Stored data:
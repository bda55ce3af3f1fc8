use sqlx::SqlitePool;
use tracing::info;

use crate::db::{self, repository};
use crate::error::AppError;
use crate::models::{FieldErrors, User};

const USERNAME_MAX_CHARS: usize = 150;

/// User provisioning on behalf of the authentication collaborator.
pub struct UserService {
    db: SqlitePool,
}

impl UserService {
    pub fn new(db: SqlitePool) -> Self {
        Self { db }
    }

    pub async fn create_user(&self, username: &str) -> Result<User, AppError> {
        let username = username.trim();
        let mut errors = FieldErrors::new();
        if username.is_empty() {
            errors.add("username", "This field is required.");
        } else if username.chars().count() > USERNAME_MAX_CHARS {
            errors.add(
                "username",
                format!("Ensure this value has at most {USERNAME_MAX_CHARS} characters."),
            );
        }
        errors.into_result()?;

        let mut conn = self.db.acquire().await?;
        let user = match repository::insert_user(&mut conn, username).await {
            Ok(user) => user,
            Err(sqlx::Error::Database(e)) if e.is_unique_violation() => {
                let mut errors = FieldErrors::new();
                errors.add("username", "A user with that username already exists.");
                return Err(AppError::Validation(errors));
            }
            Err(e) => return Err(e.into()),
        };

        info!(user_id = %user.id, username = %user.username, "user created");
        Ok(user)
    }

    /// Removes a user: owned projects (with their tasks and comments) and
    /// authored comments are deleted, assigned tasks become unassigned.
    pub async fn delete_user(&self, id: &str) -> Result<(), AppError> {
        let mut tx = db::begin_write(&self.db).await?;
        if !repository::delete_user(&mut tx, id).await? {
            return Err(AppError::NotFound);
        }
        tx.commit().await?;

        info!(user_id = %id, "user deleted");
        Ok(())
    }
}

## What is being asked
Go through the records above and copy every line holding the word "await".

## Output
        let mut conn = self.db.acquire().await?;
        let user = match repository::insert_user(&mut conn, username).await {
        let mut tx = db::begin_write(&self.db).await?;
        if !repository::delete_user(&mut tx, id).await? {
        tx.commit().await?;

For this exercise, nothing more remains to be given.